Please note: this Bulletin is being put on the website one month after publication. Alternatively you can receive the Bulletin by email as soon as it is published, by becoming a member of the Lewes History Group, and renewing your membership annually.

  1. Next Meeting: 14 Nov 2022, John Bleach, ‘A Historical Overview of Cliffe’
  2. Battlefield Trust event: ‘Conflict on the South Coast’
  3. Emmanuel Bowen’s 1750 Map of Sussex
  4. Southover’s failed stratagem
  5. Two 1905 Bonfire postcards
  6. A Bonfire case in 1786
  7. Naming the Royal Oak
  8. Thomas Read Kemp: how to Win Friends and Influence People
  9. William Cobbett’s view of Lewes
  10. The Cliffe Tavern on Cliffe High Street
  11. The Clock at St Thomas, Cliffe (by Peter Varlow)
  12. The Demolition of Southover Brewery chimney

 

  1. Next Meeting 7.30 p.m.       Zoom Meeting                    Monday 14 November     John Bleach           A Historical Overview of Cliffe

John Bleach gives November’s Lewes History Group talk and suggests answers to some basic historical questions relating to Cliffe, including where it was, when and why it was founded, and who by.

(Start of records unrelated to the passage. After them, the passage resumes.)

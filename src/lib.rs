//! # Claim Resolution and Consent
//!
//! An engine for releasing identity claims to `OpenID` Connect relying
//! parties. It:
//!
//! - aggregates claim values from independent claim sources, each able to
//!   provide some claims at some identity assurance level (IAL);
//! - evaluates assertions, small typed queries, against resolved values so a
//!   relying party can learn whether a value meets a condition without
//!   receiving the value itself;
//! - records the end user's consent, checking the values released are the
//!   values that were requested and resolved.
//!
//! The `OpenID` protocol itself (authorization codes, tokens, sessions) is
//! left to the host. Hosts drive the engine through the [`handlers`] and
//! supply configuration, claim values, and consent storage by implementing
//! the [`provider`] traits.
//!
//! # Example
//!
//! ```rust,ignore
//! use credibil_claims::endpoint;
//! use credibil_claims::types::InteractionRequest;
//!
//! let request = InteractionRequest {
//!     client_id: "client".into(),
//!     user_id: "user".into(),
//!     claims: Some(serde_json::json!({"userinfo": {"email": {"ial": 2}}})),
//!     scope: "openid".into(),
//! };
//! let response = endpoint::handle(request, &provider).await?;
//! ```

pub mod aggregator;
pub mod assertion;
pub mod consent;
pub mod endpoint;
mod error;
pub mod handlers;
pub mod phone;
pub mod provider;
pub mod resolved;
pub mod types;

pub use error::{Error, ErrorResponse};

/// Result type for claim resolution and consent.
pub type Result<T, E = Error> = std::result::Result<T, E>;
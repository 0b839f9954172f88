//! # Provider
//!
//! Traits implemented by the host application to supply configuration, claim
//! values, and consent storage to the library.

use std::collections::BTreeMap;
use std::future::Future;

use anyhow::Result;
use serde::{Deserialize, Serialize};

use crate::aggregator::ClaimRequest;
use crate::assertion::Schema;
use crate::consent::Consent;
use crate::resolved::ClaimResponse;

/// Provider trait.
pub trait Provider: Metadata + ClaimSource + ConsentStore + Clone {}

/// The `Metadata` trait is used by implementers to provide claim discovery
/// configuration to the library.
pub trait Metadata: Send + Sync {
    /// Claims and assertion schemas the host supports.
    fn discovery(&self) -> impl Future<Output = Result<Discovery>> + Send;
}

/// `ClaimSource` resolves claim values for a subject. [`Aggregator`] is the
/// usual implementation.
///
/// [`Aggregator`]: crate::aggregator::Aggregator
pub trait ClaimSource: Send + Sync {
    /// Resolve `request` for the subject identified by `subject_id`. Every
    /// requested claim should be present in the response.
    fn resolve(
        &self, subject_id: &str, request: &ClaimRequest,
    ) -> impl Future<Output = Result<ClaimResponse>> + Send;
}

/// `ConsentStore` is used to store and retrieve consents between requests.
pub trait ConsentStore: Send + Sync {
    /// Retrieve the consent matching `filter`, if any.
    fn find_one(
        &self, filter: &ConsentFilter,
    ) -> impl Future<Output = Result<Option<Consent>>> + Send;

    /// Store `consent`, replacing any consent with the same id.
    fn save(&self, consent: &Consent) -> impl Future<Output = Result<()>> + Send;
}

/// Claim discovery configuration.
#[derive(Clone, Debug, Default, PartialEq, Eq, Deserialize, Serialize)]
pub struct Discovery {
    /// Claims that may be requested.
    #[serde(default)]
    pub claims_supported: Vec<String>,

    /// Claims that assertions may be made about, each with the schema used
    /// to compile assertions.
    #[serde(default)]
    pub claims_in_assertion_claims_supported: BTreeMap<String, Schema>,
}

/// Identifies a consent by its client and subject.
#[derive(Clone, Debug, Default, PartialEq, Eq, Deserialize, Serialize)]
pub struct ConsentFilter {
    /// The client the consent was given to.
    pub client_id: String,

    /// The subject who gave consent.
    pub user_id: String,
}

impl ConsentFilter {
    /// Filter for the consent given by `user_id` to `client_id`.
    #[must_use]
    pub fn new(client_id: impl Into<String>, user_id: impl Into<String>) -> Self {
        Self {
            client_id: client_id.into(),
            user_id: user_id.into(),
        }
    }

    /// Returns `true` if `consent` matches the filter.
    #[must_use]
    pub fn matches(&self, consent: &Consent) -> bool {
        consent.client_id == self.client_id && consent.user_id == self.user_id
    }
}
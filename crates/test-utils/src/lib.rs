//! # Test Utilities
//!
//! Hard-coded provider and resolver implementations that can be used for
//! testing.
//!
//! This crate provides common utilities for the project and is not intended
//! to be used directly.

pub mod resolvers;

use std::collections::HashMap;
use std::sync::{Arc, Mutex, Once};

use anyhow::Result;
use credibil_claims::aggregator::{Aggregator, ClaimRequest, Resolver};
use credibil_claims::consent::Consent;
use credibil_claims::provider::{
    ClaimSource, ConsentFilter, ConsentStore, Discovery, Metadata, Provider,
};
use credibil_claims::resolved::ClaimResponse;
use tracing::Level;
use tracing_subscriber::FmtSubscriber;

pub use self::resolvers::{FailingResolver, StaticResolver};

pub const CLIENT_ID: &str = "96bfb9cb-0513-7d64-5532-bed74c48f9ab";
pub const NORMAL_USER: &str = "normal_user";
pub const UNKNOWN_USER: &str = "unknown_user";

// initalise tracing once for all tests
static INIT: Once = Once::new();

/// Initialise tracing for tests.
///
/// # Panics
///
/// Panics if the tracing subscriber cannot be set.
pub fn init_tracer() {
    INIT.call_once(|| {
        let subscriber = FmtSubscriber::builder().with_max_level(Level::ERROR).finish();
        tracing::subscriber::set_global_default(subscriber).expect("subscriber set");
    });
}

/// Discovery metadata used by [`ProviderImpl`].
///
/// # Panics
///
/// Panics if the fixture cannot be deserialized.
#[must_use]
pub fn discovery() -> Discovery {
    serde_json::from_slice(include_bytes!("../data/discovery.json")).expect("should deserialize")
}

#[derive(Clone, Debug)]
pub struct ProviderImpl {
    discovery: Discovery,
    aggregator: Aggregator,
    consents: Arc<Mutex<HashMap<String, Vec<u8>>>>,
}

impl Default for ProviderImpl {
    fn default() -> Self {
        Self::new()
    }
}

impl ProviderImpl {
    /// A provider backed by the fixture resolvers.
    #[must_use]
    pub fn new() -> Self {
        let resolvers = resolvers::fixtures().into_iter().map(|r| Arc::new(r) as Arc<dyn Resolver>);
        Self::with_resolvers(resolvers.collect())
    }

    /// A provider backed by `resolvers`.
    ///
    /// # Panics
    ///
    /// Panics if a resolver advertises invalid capabilities.
    #[must_use]
    pub fn with_resolvers(resolvers: Vec<Arc<dyn Resolver>>) -> Self {
        Self {
            discovery: discovery(),
            aggregator: Aggregator::new(resolvers).expect("should build aggregator"),
            consents: Arc::new(Mutex::new(HashMap::new())),
        }
    }
}

impl Provider for ProviderImpl {}

impl Metadata for ProviderImpl {
    async fn discovery(&self) -> Result<Discovery> {
        Ok(self.discovery.clone())
    }
}

impl ClaimSource for ProviderImpl {
    async fn resolve(&self, subject_id: &str, request: &ClaimRequest) -> Result<ClaimResponse> {
        ClaimSource::resolve(&self.aggregator, subject_id, request).await
    }
}

impl ConsentStore for ProviderImpl {
    async fn find_one(&self, filter: &ConsentFilter) -> Result<Option<Consent>> {
        let key = format!("{}$${}", filter.user_id, filter.client_id);
        let Some(consent) = self.consents.lock().expect("should lock").get(&key).cloned() else {
            return Ok(None);
        };
        Ok(Some(serde_json::from_slice(&consent)?))
    }

    async fn save(&self, consent: &Consent) -> Result<()> {
        let data = serde_json::to_vec(consent)?;
        self.consents.lock().expect("should lock").insert(consent.id(), data);
        Ok(())
    }
}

He will describe its medieval development as a commercial centre to rival that controlled by the De Warrenne family.

Viewed over the long run this can only be seen as a success. The Cliffe, which includes both Tesco and Aldi, is now the commercial heart of the town, leaving Lewes only with Waitrose. There are still plenty of businesses on the Lewes side of the river, but the centre of commercial gravity has been dragged away from the old High Street atop the hill down the hill towards Cliffe.

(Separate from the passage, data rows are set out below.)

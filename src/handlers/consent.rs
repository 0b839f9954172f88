//! # Consent Endpoint
//!
//! Records the user's decision against the consent created by the
//! interaction endpoint. The decision selects, per claim, which resolved
//! value may be released, or declines the claim.

use std::future::Future;

use tracing::instrument;

use crate::consent::{Accepted, Consent};
use crate::endpoint::Handler;
use crate::provider::{ConsentFilter, ConsentStore, Provider};
use crate::types::{ConsentRequest, ConsentResponse};
use crate::{Error, Result, server};

/// Consent request handler.
///
/// # Errors
///
/// Returns an `illegal_state` error if no consent is awaiting a decision, an
/// `invalid_request` error if the decision is malformed or selects values
/// that were not resolved, or a `server_error` if the provider is not
/// available.
#[instrument(level = "debug", skip(provider))]
pub async fn consent(provider: impl Provider, request: ConsentRequest) -> Result<ConsentResponse> {
    let filter = ConsentFilter::new(&request.client_id, &request.user_id);
    let Some(consent) = ConsentStore::find_one(&provider, &filter)
        .await
        .map_err(|e| server!("issue retrieving consent: {e}"))?
    else {
        return Err(Error::IllegalState("consent cannot be resolved before request".into()));
    };

    let ctx = Context { consent };
    let accepted = ctx.verify(&request)?;
    ctx.process(&provider, accepted).await
}

impl Handler for ConsentRequest {
    type Response = ConsentResponse;

    fn handle(self, provider: &impl Provider) -> impl Future<Output = Result<Self::Response>> + Send {
        consent(provider.clone(), self)
    }

    fn client_id(&self) -> &str {
        &self.client_id
    }

    fn user_id(&self) -> Option<&str> {
        Some(&self.user_id)
    }
}

#[derive(Debug)]
struct Context {
    consent: Consent,
}

impl Context {
    fn verify(&self, request: &ConsentRequest) -> Result<Accepted> {
        tracing::debug!("consent::verify");
        Ok(Accepted::from_value(&request.decision)?)
    }

    async fn process(&self, provider: &impl Provider, accepted: Accepted) -> Result<ConsentResponse> {
        tracing::debug!("consent::process");

        let approved_scopes = accepted.approved_scopes.clone();
        let updated = self.consent.resolve(accepted)?;

        ConsentStore::save(provider, &updated)
            .await
            .map_err(|e| server!("issue saving consent: {e}"))?;

        Ok(ConsentResponse {
            consent_id: updated.id(),
            approved_scopes,
        })
    }
}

This will be the first of our winter meetings to be held by Zoom. Members will be sent a free registration link in advance. Non-members can buy a ticket (£4) at http://www.ticketsource.co.uk/lhg. The emailed ticket will include a Zoom registration link for the talk, to complete in advance.

 

  1. Battlefields Trust event: ‘Conflict on the South Coast’

The Battlefields Trust South East and South London Region’s First History Day, entitled ‘Conflict on the South Coast’ will be held in the Meeting Room at Lewes Town Hall on Saturday 26 November 2022. Use the Fisher Street entrance. Registration is from 10.00am and the first talk is 10.30am. The meeting finishes at 4.00pm. Tea, coffee and biscuits are provided, and there will be a lunchtime break. Advance registration is necessary and the cost per participant will be £25.00.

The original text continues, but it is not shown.